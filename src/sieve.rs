//! Incremental Sieve of Eratosthenes answering nth-prime queries.
//!
//! State is a value-indexed candidate bit-array plus a frontier: every index
//! in `[2, frontier]` is set iff it is prime. A query only sieves the delta
//! between the old frontier and the new upper bound, so walking ranks upward
//! costs roughly one sieve of the largest bound seen.
//!
//! Optimisations:
//! - Only 2 and odd indices are ever candidates; even bits stay clear
//! - Base primes strike odd multiples only (step `2p`)
//! - Each base resumes past the old frontier, never below `p²`
//! - Rank selection skips whole words by popcount

use std::fmt;

use tracing::{debug, error, trace};

use crate::bitset::BitSet;
use crate::bound::{ceil_sqrt, upper_bound};
use crate::config::SieveConfig;
use crate::diagnostics::{DiagnosticSink, SieveSnapshot, TracingSink};
use crate::error::{Result, SieveError};

/// Anything that can answer "which prime sits at this rank".
pub trait NthPrime {
    /// Prime at 0-indexed `rank`: 0 → 2, 1 → 3, 2 → 5, ...
    fn nth_prime(&mut self, rank: i64) -> Result<u64>;
}

/// Summary of one marking pass.
#[derive(Debug, Clone, Copy, PartialEq, Eq)]
pub struct MarkPass {
    pub old_frontier: u64,
    pub new_frontier: u64,
    /// Clear operations performed, repeats included.
    pub marked: u64,
    /// Smallest index cleared during the pass.
    pub lowest_marked: Option<u64>,
}

/// Counters accumulated over the lifetime of an engine.
#[derive(Debug, Clone, Copy, Default, PartialEq, Eq)]
pub struct SieveStats {
    pub queries: u64,
    pub cold_starts: u64,
    pub extensions: u64,
    pub reuses: u64,
    pub bits_marked: u64,
    /// `None` when the latest query reused the existing sieve.
    pub last_pass: Option<MarkPass>,
}

/// The incremental nth-prime engine.
///
/// Not internally synchronised: `nth_prime` takes `&mut self`, so share an
/// instance across threads behind a `Mutex`. Memory grows with the largest
/// rank queried and is only released by dropping the engine.
pub struct IncrementalSieve {
    flags: BitSet,
    frontier: u64,
    stats: SieveStats,
    sink: Option<Box<dyn DiagnosticSink + Send>>,
}

impl IncrementalSieve {
    /// Empty engine with diagnostics off.
    pub fn new() -> Self {
        Self {
            flags: BitSet::new(),
            frontier: 0,
            stats: SieveStats::default(),
            sink: None,
        }
    }

    /// Empty engine; `config.debug` installs [`TracingSink`].
    pub fn with_config(config: SieveConfig) -> Self {
        let mut sieve = Self::new();
        if config.debug {
            sieve.sink = Some(Box::new(TracingSink));
        }
        sieve
    }

    /// Install a custom diagnostic sink, enabling per-query snapshots.
    pub fn with_sink<S>(mut self, sink: S) -> Self
    where
        S: DiagnosticSink + Send + 'static,
    {
        self.sink = Some(Box::new(sink));
        self
    }

    /// Highest index fully sieved so far; 0 before the first query.
    #[inline]
    pub fn frontier(&self) -> u64 {
        self.frontier
    }

    #[inline]
    pub fn stats(&self) -> SieveStats {
        self.stats
    }

    /// Bytes held by the candidate bit-array.
    pub fn flag_bytes(&self) -> usize {
        self.flags.words().len() * std::mem::size_of::<u64>()
    }

    /// True iff `value` is set in the candidate array and lies in `[2, frontier]`.
    pub fn is_candidate(&self, value: u64) -> bool {
        value >= 2 && value <= self.frontier && self.flags.test(value as usize)
    }

    /// Primes below the frontier, ascending.
    pub fn primes(&self) -> impl Iterator<Item = u64> + '_ {
        self.flags
            .iter_ones(2, self.frontier as usize)
            .map(|i| i as u64)
    }

    /// Number of primes below the frontier.
    pub fn prime_count(&self) -> usize {
        self.flags.count_ones(2, self.frontier as usize)
    }

    /// Prime at 0-indexed `rank`, growing the sieve if needed.
    ///
    /// Negative ranks fail with `NegativeRank`. A bound too small to hold the
    /// rank fails with `Underprovisioned` rather than returning a wrong prime.
    pub fn nth_prime(&mut self, rank: i64) -> Result<u64> {
        if rank < 0 { return Err(SieveError::NegativeRank(rank)); }
        let rank = rank as u64;
        let upper = upper_bound(rank)?;
        self.stats.queries += 1;
        self.ensure_sieved(rank, upper)?;

        let found = self.locate(rank, upper);
        if let Some(sink) = &self.sink {
            let primes: Vec<u64> = self.primes().collect();
            sink.record(&SieveSnapshot {
                flags: &self.flags,
                rank,
                frontier: self.frontier,
                upper_bound: upper,
                primes: &primes,
            });
        }
        found
    }

    // ─── Marking / extension ───────────────────────────────────────────────

    fn ensure_sieved(&mut self, rank: u64, upper: u64) -> Result<()> {
        let old = self.frontier;
        if upper <= old {
            self.stats.reuses += 1;
            self.stats.last_pass = None;
            trace!(rank, upper, frontier = old, "reusing sieve");
            return Ok(());
        }

        let bits = usize::try_from(upper + 1).map_err(|_| SieveError::BoundOverflow { rank })?;
        self.flags.resize(bits)?;

        if old == 0 {
            self.flags.set(2);
            self.flags.set_range(3, bits, 2);
            self.stats.cold_starts += 1;
            debug!(rank, upper, "cold sieve");
        } else {
            let first_odd = ((old + 1) | 1) as usize;
            self.flags.set_range(first_odd, bits, 2);
            self.stats.extensions += 1;
            debug!(rank, upper, frontier = old, "extending sieve");
        }

        let pass = self.mark(old, upper);
        trace!(
            marked = pass.marked,
            lowest = ?pass.lowest_marked,
            "marking pass done"
        );
        self.stats.bits_marked += pass.marked;
        self.stats.last_pass = Some(pass);
        self.frontier = upper;
        Ok(())
    }

    /// Strike odd composites in `(old, upper]` with every odd base prime up
    /// to `ceil(sqrt(upper))`. Bits at or below `old` are final and untouched.
    fn mark(&mut self, old: u64, upper: u64) -> MarkPass {
        let base_limit = ceil_sqrt(upper);
        let mut marked = 0u64;
        let mut lowest: Option<u64> = None;

        let mut p = 3u64;
        while p <= base_limit {
            if self.flags.test(p as usize) {
                let mut start = p * p;
                if old > 0 {
                    start = start.max((old / p + 1) * p);
                }
                if start % 2 == 0 { start += p; }

                if start <= upper {
                    lowest = Some(lowest.map_or(start, |l| l.min(start)));
                }
                let step = 2 * p;
                let mut j = start;
                while j <= upper {
                    self.flags.clear(j as usize);
                    marked += 1;
                    j += step;
                }
            }
            p += 2;
        }

        MarkPass {
            old_frontier: old,
            new_frontier: upper,
            marked,
            lowest_marked: lowest,
        }
    }

    // ─── Extraction ────────────────────────────────────────────────────────

    /// Select `rank` among set bits in `[2, frontier)`.
    fn locate(&self, rank: u64, upper: u64) -> Result<u64> {
        let end = self.frontier as usize;
        usize::try_from(rank)
            .ok()
            .and_then(|k| self.flags.select(2, end, k))
            .map(|i| i as u64)
            .ok_or_else(|| {
                let found = self.prime_count();
                error!(rank, upper, found, "upper bound too small for rank");
                SieveError::Underprovisioned { rank, upper_bound: upper, found }
            })
    }
}

impl Default for IncrementalSieve {
    fn default() -> Self {
        Self::new()
    }
}

impl fmt::Debug for IncrementalSieve {
    fn fmt(&self, f: &mut fmt::Formatter<'_>) -> fmt::Result {
        f.debug_struct("IncrementalSieve")
            .field("frontier", &self.frontier)
            .field("flag_bits", &self.flags.len())
            .field("stats", &self.stats)
            .field("diagnostics", &self.sink.is_some())
            .finish()
    }
}

impl NthPrime for IncrementalSieve {
    fn nth_prime(&mut self, rank: i64) -> Result<u64> {
        IncrementalSieve::nth_prime(self, rank)
    }
}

____________

What is required >> Write out each record exactly, without addition or omission.

Written answer >>
filename src/sieve.rs
//! Incremental Sieve of Eratosthenes answering nth-prime queries.
//!
//! State is a value-indexed candidate bit-array plus a frontier: every index
//! in `[2, frontier]` is set iff it is prime. A query only sieves the delta
//! between the old frontier and the new upper bound, so walking ranks upward
//! costs roughly one sieve of the largest bound seen.
//!
//! Optimisations:
//! - Only 2 and odd indices are ever candidates; even bits stay clear
//! - Base primes strike odd multiples only (step `2p`)
//! - Each base resumes past the old frontier, never below `p²`
//! - Rank selection skips whole words by popcount

use std::fmt;

use tracing::{debug, error, trace};

use crate::bitset::BitSet;
use crate::bound::{ceil_sqrt, upper_bound};
use crate::config::SieveConfig;
use crate::diagnostics::{DiagnosticSink, SieveSnapshot, TracingSink};
use crate::error::{Result, SieveError};

/// Anything that can answer "which prime sits at this rank".
pub trait NthPrime {
    /// Prime at 0-indexed `rank`: 0 → 2, 1 → 3, 2 → 5, ...
    fn nth_prime(&mut self, rank: i64) -> Result<u64>;
}

/// Summary of one marking pass.
#[derive(Debug, Clone, Copy, PartialEq, Eq)]
pub struct MarkPass {
    pub old_frontier: u64,
    pub new_frontier: u64,
    /// Clear operations performed, repeats included.
    pub marked: u64,
    /// Smallest index cleared during the pass.
    pub lowest_marked: Option<u64>,
}

/// Counters accumulated over the lifetime of an engine.
#[derive(Debug, Clone, Copy, Default, PartialEq, Eq)]
pub struct SieveStats {
    pub queries: u64,
    pub cold_starts: u64,
    pub extensions: u64,
    pub reuses: u64,
    pub bits_marked: u64,
    /// `None` when the latest query reused the existing sieve.
    pub last_pass: Option<MarkPass>,
}

/// The incremental nth-prime engine.
///
/// Not internally synchronised: `nth_prime` takes `&mut self`, so share an
/// instance across threads behind a `Mutex`. Memory grows with the largest
/// rank queried and is only released by dropping the engine.
pub struct IncrementalSieve {
    flags: BitSet,
    frontier: u64,
    stats: SieveStats,
    sink: Option<Box<dyn DiagnosticSink + Send>>,
}

impl IncrementalSieve {
    /// Empty engine with diagnostics off.
    pub fn new() -> Self {
        Self {
            flags: BitSet::new(),
            frontier: 0,
            stats: SieveStats::default(),
            sink: None,
        }
    }

    /// Empty engine; `config.debug` installs [`TracingSink`].
    pub fn with_config(config: SieveConfig) -> Self {
        let mut sieve = Self::new();
        if config.debug {
            sieve.sink = Some(Box::new(TracingSink));
        }
        sieve
    }

    /// Install a custom diagnostic sink, enabling per-query snapshots.
    pub fn with_sink<S>(mut self, sink: S) -> Self
    where
        S: DiagnosticSink + Send + 'static,
    {
        self.sink = Some(Box::new(sink));
        self
    }

    /// Highest index fully sieved so far; 0 before the first query.
    #[inline]
    pub fn frontier(&self) -> u64 {
        self.frontier
    }

    #[inline]
    pub fn stats(&self) -> SieveStats {
        self.stats
    }

    /// Bytes held by the candidate bit-array.
    pub fn flag_bytes(&self) -> usize {
        self.flags.words().len() * std::mem::size_of::<u64>()
    }

    /// True iff `value` is set in the candidate array and lies in `[2, frontier]`.
    pub fn is_candidate(&self, value: u64) -> bool {
        value >= 2 && value <= self.frontier && self.flags.test(value as usize)
    }

    /// Primes below the frontier, ascending.
    pub fn primes(&self) -> impl Iterator<Item = u64> + '_ {
        self.flags
            .iter_ones(2, self.frontier as usize)
            .map(|i| i as u64)
    }

    /// Number of primes below the frontier.
    pub fn prime_count(&self) -> usize {
        self.flags.count_ones(2, self.frontier as usize)
    }

    /// Prime at 0-indexed `rank`, growing the sieve if needed.
    ///
    /// Negative ranks fail with `NegativeRank`. A bound too small to hold the
    /// rank fails with `Underprovisioned` rather than returning a wrong prime.
    pub fn nth_prime(&mut self, rank: i64) -> Result<u64> {
        if rank < 0 { return Err(SieveError::NegativeRank(rank)); }
        let rank = rank as u64;
        let upper = upper_bound(rank)?;
        self.stats.queries += 1;
        self.ensure_sieved(rank, upper)?;

        let found = self.locate(rank, upper);
        if let Some(sink) = &self.sink {
            let primes: Vec<u64> = self.primes().collect();
            sink.record(&SieveSnapshot {
                flags: &self.flags,
                rank,
                frontier: self.frontier,
                upper_bound: upper,
                primes: &primes,
            });
        }
        found
    }

    // ─── Marking / extension ───────────────────────────────────────────────

    fn ensure_sieved(&mut self, rank: u64, upper: u64) -> Result<()> {
        let old = self.frontier;
        if upper <= old {
            self.stats.reuses += 1;
            self.stats.last_pass = None;
            trace!(rank, upper, frontier = old, "reusing sieve");
            return Ok(());
        }

        let bits = usize::try_from(upper + 1).map_err(|_| SieveError::BoundOverflow { rank })?;
        self.flags.resize(bits)?;

        if old == 0 {
            self.flags.set(2);
            self.flags.set_range(3, bits, 2);
            self.stats.cold_starts += 1;
            debug!(rank, upper, "cold sieve");
        } else {
            let first_odd = ((old + 1) | 1) as usize;
            self.flags.set_range(first_odd, bits, 2);
            self.stats.extensions += 1;
            debug!(rank, upper, frontier = old, "extending sieve");
        }

        let pass = self.mark(old, upper);
        trace!(
            marked = pass.marked,
            lowest = ?pass.lowest_marked,
            "marking pass done"
        );
        self.stats.bits_marked += pass.marked;
        self.stats.last_pass = Some(pass);
        self.frontier = upper;
        Ok(())
    }

    /// Strike odd composites in `(old, upper]` with every odd base prime up
    /// to `ceil(sqrt(upper))`. Bits at or below `old` are final and untouched.
    fn mark(&mut self, old: u64, upper: u64) -> MarkPass {
        let base_limit = ceil_sqrt(upper);
        let mut marked = 0u64;
        let mut lowest: Option<u64> = None;

        let mut p = 3u64;
        while p <= base_limit {
            if self.flags.test(p as usize) {
                let mut start = p * p;
                if old > 0 {
                    start = start.max((old / p + 1) * p);
                }
                if start % 2 == 0 { start += p; }

                if start <= upper {
                    lowest = Some(lowest.map_or(start, |l| l.min(start)));
                }
                let step = 2 * p;
                let mut j = start;
                while j <= upper {
                    self.flags.clear(j as usize);
                    marked += 1;
                    j += step;
                }
            }
            p += 2;
        }

        MarkPass {
            old_frontier: old,
            new_frontier: upper,
            marked,
            lowest_marked: lowest,
        }
    }

    // ─── Extraction ────────────────────────────────────────────────────────

    /// Select `rank` among set bits in `[2, frontier)`.
    fn locate(&self, rank: u64, upper: u64) -> Result<u64> {
        let end = self.frontier as usize;
        usize::try_from(rank)
            .ok()
            .and_then(|k| self.flags.select(2, end, k))
            .map(|i| i as u64)
            .ok_or_else(|| {
                let found = self.prime_count();
                error!(rank, upper, found, "upper bound too small for rank");
                SieveError::Underprovisioned { rank, upper_bound: upper, found }
            })
    }
}

impl Default for IncrementalSieve {
    fn default() -> Self {
        Self::new()
    }
}

impl fmt::Debug for IncrementalSieve {
    fn fmt(&self, f: &mut fmt::Formatter<'_>) -> fmt::Result {
        f.debug_struct("IncrementalSieve")
            .field("frontier", &self.frontier)
            .field("flag_bits", &self.flags.len())
            .field("stats", &self.stats)
            .field("diagnostics", &self.sink.is_some())
            .finish()
    }
}

impl NthPrime for IncrementalSieve {
    fn nth_prime(&mut self, rank: i64) -> Result<u64> {
        IncrementalSieve::nth_prime(self, rank)
    }
}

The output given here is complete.